High temperature joining techniques, such as brazing or diffusion
bonding, are typically used to join components of the patch
antenna.
[0033] FIG. 2 shows an exemplary patch antenna 200 comprising a
dielectric substrate 102, a radiator disk 201 and a feed hole 103
for placing a microwave cable. The patch antenna 200 is identical
to exemplary patch antenna 100 of FIG. 1, with the exception that
the metallization 101 of FIG. 1 has been replaced with a solid disk
of metal 201 in FIG. 2. Metallization 101 is normally applied using
an ink process with the resulting thickness being several
thousandths of an inch thick. In high temperature environments
where oxidation is a concern, a more robust design can be achieved
by adding a larger piece of solid metal 201, which can be brazed in
place to the dielectric 102 or attached via any other metal to
ceramic joining process found in the prior art.

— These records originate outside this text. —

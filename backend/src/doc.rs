//! OpenAPI documentation configuration.
//!
//! [`ApiDoc`] registers every handler of the inbound HTTP layer together with
//! the request and response schemas they use, plus the session cookie
//! security scheme. Swagger UI serves it in debug builds.

use utoipa::openapi::security::{ApiKey, ApiKeyValue, SecurityScheme};
use utoipa::{Modify, OpenApi};

use crate::domain::ports::{CaseView, Dashboard, DashboardCase, UserProgress};
use crate::domain::{DiagnosisItem, Error, ErrorCode, ItemDefinition, Role, Variant};
use crate::inbound::http::admin::ImportSummary;
use crate::inbound::http::cases::WriteResult;
use crate::inbound::http::users::{CurrentUser, LoginRequest};

/// Enrich the generated document with the session cookie security scheme.
struct SecurityAddon;

impl Modify for SecurityAddon {
    fn modify(&self, openapi: &mut utoipa::openapi::OpenApi) {
        let components = openapi
            .components
            .get_or_insert_with(utoipa::openapi::Components::default);

        components.add_security_scheme(
            "SessionCookie",
            SecurityScheme::ApiKey(ApiKey::Cookie(ApiKeyValue::with_description(
                "session",
                "Session cookie issued by POST /api/v1/login.",
            ))),
        );
    }
}

/// OpenAPI document for the REST API.
#[derive(OpenApi)]
#[openapi(
    modifiers(&SecurityAddon),
    info(
        title = "casedesk API",
        description = "Case annotation: login, per-user case lists, record submission and admin snapshots."
    ),
    servers(
        (url = "/", description = "Relative to the deployment base URL")
    ),
    security(("SessionCookie" = [])),
    paths(
        crate::inbound::http::users::login,
        crate::inbound::http::users::logout,
        crate::inbound::http::users::current_user,
        crate::inbound::http::cases::dashboard,
        crate::inbound::http::cases::get_case,
        crate::inbound::http::cases::submit_case,
        crate::inbound::http::cases::fix_case,
        crate::inbound::http::admin::list_users,
        crate::inbound::http::admin::user_dashboard,
        crate::inbound::http::admin::user_case,
        crate::inbound::http::admin::export_records,
        crate::inbound::http::admin::import_records,
        crate::inbound::http::health::ready,
        crate::inbound::http::health::live,
    ),
    components(schemas(
        Error,
        ErrorCode,
        Role,
        Variant,
        LoginRequest,
        CurrentUser,
        Dashboard,
        DashboardCase,
        CaseView,
        ItemDefinition,
        DiagnosisItem,
        UserProgress,
        WriteResult,
        ImportSummary,
    )),
    tags(
        (name = "users", description = "Login and session"),
        (name = "cases", description = "Annotating cases"),
        (name = "admin", description = "Progress overview and record snapshots"),
        (name = "health", description = "Endpoints for health checks")
    )
)]
pub struct ApiDoc;
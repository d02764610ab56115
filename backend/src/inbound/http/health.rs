//! Liveness and readiness probes.

use std::sync::atomic::{AtomicBool, Ordering};

use actix_web::{HttpResponse, get, http::header, web};

/// Probe state shared between the server bootstrap and the handlers.
///
/// Starts live but not ready; `create_server` marks it ready once the
/// listener is bound.
#[derive(Debug)]
pub struct HealthState {
    ready: AtomicBool,
    live: AtomicBool,
}

impl Default for HealthState {
    fn default() -> Self {
        Self {
            ready: AtomicBool::new(false),
            live: AtomicBool::new(true),
        }
    }
}

impl HealthState {
    pub fn new() -> Self {
        Self::default()
    }

    pub fn mark_ready(&self) {
        self.ready.store(true, Ordering::Release);
    }

    /// Fail liveness so orchestrators stop routing before shutdown.
    pub fn mark_unhealthy(&self) {
        self.live.store(false, Ordering::Release);
    }

    pub fn is_ready(&self) -> bool {
        self.ready.load(Ordering::Acquire)
    }

    pub fn is_alive(&self) -> bool {
        self.live.load(Ordering::Acquire)
    }
}

fn probe_response(ok: bool) -> HttpResponse {
    let mut response = if ok {
        HttpResponse::Ok()
    } else {
        HttpResponse::ServiceUnavailable()
    };
    response
        .insert_header((header::CACHE_CONTROL, "no-store"))
        .finish()
}

/// Readiness probe: 200 once the server accepts traffic, 503 before.
#[utoipa::path(
    get,
    path = "/health/ready",
    tags = ["health"],
    security([]),
    responses(
        (status = 200, description = "Server is ready to handle traffic"),
        (status = 503, description = "Server is not ready")
    )
)]
#[get("/health/ready")]
pub async fn ready(state: web::Data<HealthState>) -> HttpResponse {
    probe_response(state.is_ready())
}

/// Liveness probe: 200 while alive, 503 once draining.
#[utoipa::path(
    get,
    path = "/health/live",
    tags = ["health"],
    security([]),
    responses(
        (status = 200, description = "Server is alive"),
        (status = 503, description = "Server is shutting down")
    )
)]
#[get("/health/live")]
pub async fn live(state: web::Data<HealthState>) -> HttpResponse {
    probe_response(state.is_alive())
}
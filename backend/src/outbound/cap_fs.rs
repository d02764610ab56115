//! Capability-scoped file access.
//!
//! The backend never calls `std::fs` directly: each read or write opens the
//! parent directory through `cap_std` and touches a single entry inside it.

use std::ffi::OsString;
use std::io;
use std::path::Path;

use cap_std::{ambient_authority, fs::Dir};

fn parent_and_file_name(path: &Path) -> io::Result<(&Path, OsString)> {
    let parent = path
        .parent()
        .filter(|parent| !parent.as_os_str().is_empty())
        .unwrap_or_else(|| Path::new("."));
    let file_name = path.file_name().ok_or_else(|| {
        io::Error::new(
            io::ErrorKind::InvalidInput,
            format!("{} does not name a file", path.display()),
        )
    })?;
    Ok((parent, file_name.to_os_string()))
}

/// Read a whole file.
pub fn read_file(path: &Path) -> io::Result<Vec<u8>> {
    let (parent, file_name) = parent_and_file_name(path)?;
    let directory = Dir::open_ambient_dir(parent, ambient_authority())?;
    directory.read(Path::new(&file_name))
}

/// Create or replace a file.
pub fn write_file(path: &Path, contents: &[u8]) -> io::Result<()> {
    let (parent, file_name) = parent_and_file_name(path)?;
    let directory = Dir::open_ambient_dir(parent, ambient_authority())?;
    directory.write(Path::new(&file_name), contents)
}
//! Shared HTTP adapter state.
//!
//! Handlers receive this through `web::Data` and only talk to domain ports,
//! so tests can swap in mocks or the in-memory store.

use std::sync::Arc;

use tracing::warn;

use crate::domain::ports::{AnnotationCommand, AnnotationQuery, AuthenticatedUser, LoginService};
use crate::domain::{CaseOrderSeeds, Error, Username};

use super::session::SessionContext;

/// Port implementations bundled for [`HttpState::new`].
#[derive(Clone)]
pub struct HttpStatePorts {
    pub login: Arc<dyn LoginService>,
    pub annotations: Arc<dyn AnnotationCommand>,
    pub annotations_query: Arc<dyn AnnotationQuery>,
}

/// Dependency bundle for HTTP handlers.
#[derive(Clone)]
pub struct HttpState {
    pub login: Arc<dyn LoginService>,
    pub annotations: Arc<dyn AnnotationCommand>,
    pub annotations_query: Arc<dyn AnnotationQuery>,
    /// Per-login case ordering seeds.
    pub seeds: Arc<CaseOrderSeeds>,
}

impl HttpState {
    /// Build the state with an empty seed registry.
    ///
    /// ```rust,no_run
    /// # use std::sync::Arc;
    /// # use casedesk::domain::{AnnotationService, CaseCatalogue};
    /// # use casedesk::domain::ports::CatalogueLoginService;
    /// # use casedesk::inbound::http::state::{HttpState, HttpStatePorts};
    /// # use casedesk::outbound::memory::InMemoryRecordRepository;
    /// # fn example(service: Arc<AnnotationService<InMemoryRecordRepository>>, catalogue: Arc<CaseCatalogue>) {
    /// let state = HttpState::new(HttpStatePorts {
    ///     login: Arc::new(CatalogueLoginService::new(catalogue.clone())),
    ///     annotations: service.clone(),
    ///     annotations_query: service,
    /// });
    /// # let _ = state;
    /// # }
    /// ```
    pub fn new(ports: HttpStatePorts) -> Self {
        let HttpStatePorts {
            login,
            annotations,
            annotations_query,
        } = ports;
        Self {
            login,
            annotations,
            annotations_query,
            seeds: Arc::new(CaseOrderSeeds::new()),
        }
    }

    /// The configured user behind the session.
    ///
    /// A session naming a user that is no longer in the catalogue is cleared
    /// and answered with `401 login required`.
    pub async fn session_user(
        &self,
        session: &SessionContext,
    ) -> Result<AuthenticatedUser, Error> {
        let username = session.require_user()?;
        match self.login.resolve(&username).await? {
            Some(user) => Ok(user),
            None => {
                warn!(%username, "session names a user missing from the catalogue");
                self.seeds.forget(&username);
                session.clear();
                Err(Error::unauthorized("login required"))
            }
        }
    }

    /// The logged-in annotator; the admin gets `403 Invalid page for admin`.
    pub async fn require_annotator(&self, session: &SessionContext) -> Result<Username, Error> {
        let user = self.session_user(session).await?;
        if user.role.is_admin() {
            return Err(Error::forbidden("Invalid page for admin"));
        }
        Ok(user.username)
    }

    /// The logged-in admin; anybody else gets `403 Admin only page.`.
    pub async fn require_admin(&self, session: &SessionContext) -> Result<Username, Error> {
        let user = self.session_user(session).await?;
        if !user.role.is_admin() {
            return Err(Error::forbidden("Admin only page."));
        }
        Ok(user.username)
    }
}
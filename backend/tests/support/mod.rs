//! Shared helpers for the embedded PostgreSQL integration suites.
//!
//! Each file under `backend/tests/` compiles as its own crate, so the
//! helpers live here and are pulled in with `mod support;`.

pub mod cluster_skip;
pub mod embedded_postgres;

pub use cluster_skip::handle_cluster_setup_failure;
pub use embedded_postgres::{provision_template_database, shared_cluster};

/// Render a `postgres` error with the server message and SQLSTATE.
///
/// `postgres::Error`'s `Display` collapses database errors to `db error`.
pub fn format_postgres_error(error: &postgres::Error) -> String {
    let Some(db_error) = error.as_db_error() else {
        return error.to_string();
    };

    let mut summary = format!(
        "postgres error {:?}: {}",
        db_error.code(),
        db_error.message()
    );
    if let Some(detail) = db_error.detail() {
        summary.push_str("; detail: ");
        summary.push_str(detail);
    }
    if let Some(hint) = db_error.hint() {
        summary.push_str("; hint: ");
        summary.push_str(hint);
    }
    summary
}
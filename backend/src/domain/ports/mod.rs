//! Domain ports and supporting types for the hexagonal boundary.

mod macros;
pub(crate) use macros::define_port_error;

mod annotations;
mod login_service;
mod record_repository;

#[cfg(test)]
pub use annotations::{MockAnnotationCommand, MockAnnotationQuery};
pub use annotations::{
    AnnotationCommand, AnnotationQuery, CaseAccess, CaseView, CaseViewRequest, Dashboard,
    DashboardCase, DashboardRequest, SubmitOutcome, SubmitRequest, UserProgress,
};
#[cfg(test)]
pub use login_service::MockLoginService;
pub use login_service::{AuthenticatedUser, CatalogueLoginService, LoginService};
#[cfg(test)]
pub use record_repository::MockRecordRepository;
pub use record_repository::{RecordRepository, RecordRepositoryError};
//! Async connection pool for Diesel PostgreSQL connections.
//!
//! Wraps `diesel-async`'s bb8 integration so repositories check out
//! connections without blocking the runtime. Failures surface as
//! [`PoolError`] and are translated into port errors by each adapter.

use std::fmt;
use std::time::Duration;

use diesel_async::AsyncPgConnection;
use diesel_async::pooled_connection::AsyncDieselConnectionManager;
use diesel_async::pooled_connection::bb8::{Pool, PooledConnection};

/// Errors that can occur during pool operations.
#[derive(Debug, Clone, PartialEq, Eq, thiserror::Error)]
pub enum PoolError {
    /// No connection could be checked out in time.
    #[error("failed to get connection from pool: {message}")]
    Checkout { message: String },

    /// The pool could not be built.
    #[error("failed to build connection pool: {message}")]
    Build { message: String },
}

impl PoolError {
    pub fn checkout(message: impl Into<String>) -> Self {
        Self::Checkout {
            message: message.into(),
        }
    }

    pub fn build(message: impl Into<String>) -> Self {
        Self::Build {
            message: message.into(),
        }
    }

    /// Message carried by either variant.
    pub fn into_message(self) -> String {
        match self {
            Self::Checkout { message } | Self::Build { message } => message,
        }
    }
}

/// Configuration for the record store connection pool.
///
/// Defaults: eight connections, one kept idle, ten second checkout timeout.
///
/// ```rust
/// use std::time::Duration;
/// use casedesk::outbound::persistence::PoolConfig;
///
/// let config = PoolConfig::new("postgres://localhost/casedesk")
///     .with_max_size(4)
///     .with_connection_timeout(Duration::from_secs(2));
/// assert_eq!(config.database_url(), "postgres://localhost/casedesk");
/// ```
#[derive(Clone)]
pub struct PoolConfig {
    database_url: String,
    max_size: u32,
    min_idle: Option<u32>,
    connection_timeout: Duration,
}

impl PoolConfig {
    pub fn new(database_url: impl Into<String>) -> Self {
        Self {
            database_url: database_url.into(),
            max_size: 8,
            min_idle: Some(1),
            connection_timeout: Duration::from_secs(10),
        }
    }

    #[must_use]
    pub fn with_max_size(mut self, max_size: u32) -> Self {
        self.max_size = max_size;
        self
    }

    #[must_use]
    pub fn with_min_idle(mut self, min_idle: Option<u32>) -> Self {
        self.min_idle = min_idle;
        self
    }

    #[must_use]
    pub fn with_connection_timeout(mut self, timeout: Duration) -> Self {
        self.connection_timeout = timeout;
        self
    }

    pub fn database_url(&self) -> &str {
        &self.database_url
    }
}

// Database URLs carry credentials.
impl fmt::Debug for PoolConfig {
    fn fmt(&self, f: &mut fmt::Formatter<'_>) -> fmt::Result {
        f.debug_struct("PoolConfig")
            .field("max_size", &self.max_size)
            .field("min_idle", &self.min_idle)
            .field("connection_timeout", &self.connection_timeout)
            .finish_non_exhaustive()
    }
}

/// Shared bb8 pool of async PostgreSQL connections.
#[derive(Clone)]
pub struct DbPool {
    inner: Pool<AsyncPgConnection>,
}

impl DbPool {
    /// Build the pool.
    ///
    /// # Errors
    ///
    /// Returns [`PoolError::Build`] when bb8 cannot establish the initial
    /// idle connections.
    pub async fn new(config: PoolConfig) -> Result<Self, PoolError> {
        let manager = AsyncDieselConnectionManager::<AsyncPgConnection>::new(config.database_url);
        let inner = Pool::builder()
            .max_size(config.max_size)
            .min_idle(config.min_idle)
            .connection_timeout(config.connection_timeout)
            .build(manager)
            .await
            .map_err(|err| PoolError::build(err.to_string()))?;
        Ok(Self { inner })
    }

    /// Check out a connection.
    ///
    /// # Errors
    ///
    /// Returns [`PoolError::Checkout`] when no connection becomes available
    /// within the configured timeout.
    pub async fn get(&self) -> Result<PooledConnection<'_, AsyncPgConnection>, PoolError> {
        self.inner
            .get()
            .await
            .map_err(|err| PoolError::checkout(err.to_string()))
    }
}

#[cfg(test)]
mod tests {
    use super::*;
    use rstest::rstest;

    #[rstest]
    fn defaults_suit_a_small_service() {
        let config = PoolConfig::new("postgres://localhost/test");

        assert_eq!(config.database_url(), "postgres://localhost/test");
        assert_eq!(config.max_size, 8);
        assert_eq!(config.min_idle, Some(1));
        assert_eq!(config.connection_timeout, Duration::from_secs(10));
    }

    #[rstest]
    fn builder_overrides_defaults() {
        let config = PoolConfig::new("postgres://localhost/test")
            .with_max_size(2)
            .with_min_idle(None)
            .with_connection_timeout(Duration::from_millis(250));

        assert_eq!(config.max_size, 2);
        assert_eq!(config.min_idle, None);
        assert_eq!(config.connection_timeout, Duration::from_millis(250));
    }

    #[rstest]
    fn debug_hides_the_database_url() {
        let config = PoolConfig::new("postgres://casedesk:secret@db/casedesk");
        assert!(!format!("{config:?}").contains("secret"));
    }

    #[rstest]
    #[case(PoolError::checkout("connection refused"), "connection refused")]
    #[case(PoolError::build("invalid URL"), "invalid URL")]
    fn errors_keep_their_message(#[case] error: PoolError, #[case] message: &str) {
        assert!(error.to_string().contains(message));
        assert_eq!(error.into_message(), message);
    }
}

[0034] Disk 201 can comprise a high temperature nickel alloy metal,
such as Hastelloy-X or Haynes 230. The disk 201 can be made as
thick as desired. Exemplary designs include a disk 201 having a
thickness of up to 0.050''. Larger thicknesses may be required
depending on the application.
[0035] FIG. 3 is a probe assembly drawing. The exemplary probe 300
comprises a microstrip patch antenna 100 placed inside a housing or
probe body 301. A microwave cable 302 is placed through the back
side of the probe body 301, alternatively described herein as a
housing, and attached to the antenna 100. The probe body 301
captures the radiator and cable and provides the appropriate
outside dimensions to allow installation within a preferred
operating environment, such as a machine. Typically, the probe body
301 will be circular, but can be adapted for any installation
geometry required. The probe body 301 is typically made out of a
high temperature metal, such as a nickel alloy, but any metal that
has the required environmental characteristics for the installation
can be used to implement the probe body. Sometimes, the probe body
will be used as the electrical ground for the patch antenna 100.
The probe body 301 aids in creating the antenna beam pattern via a
ground plane that wraps around the antenna.
[0036] The cable 302 is typically a semi-rigid mineral insulated
cable, using an insulator 306 such as silicon dioxide. These cables
can be standard coaxial or triaxial cables with a traditional
copper center conductor 303 and ground or a nickel alloy center
conductor and ground for increased temperature resistance. The
protective outer jacket of the cable 302 can be a stainless steel
or a nickel alloy. The center conductor 303 is electrically
attached to the patch antenna 100.
[0037] There are applications for the probe 300 where the air
temperatures can exceed the melting points of the probe body 301.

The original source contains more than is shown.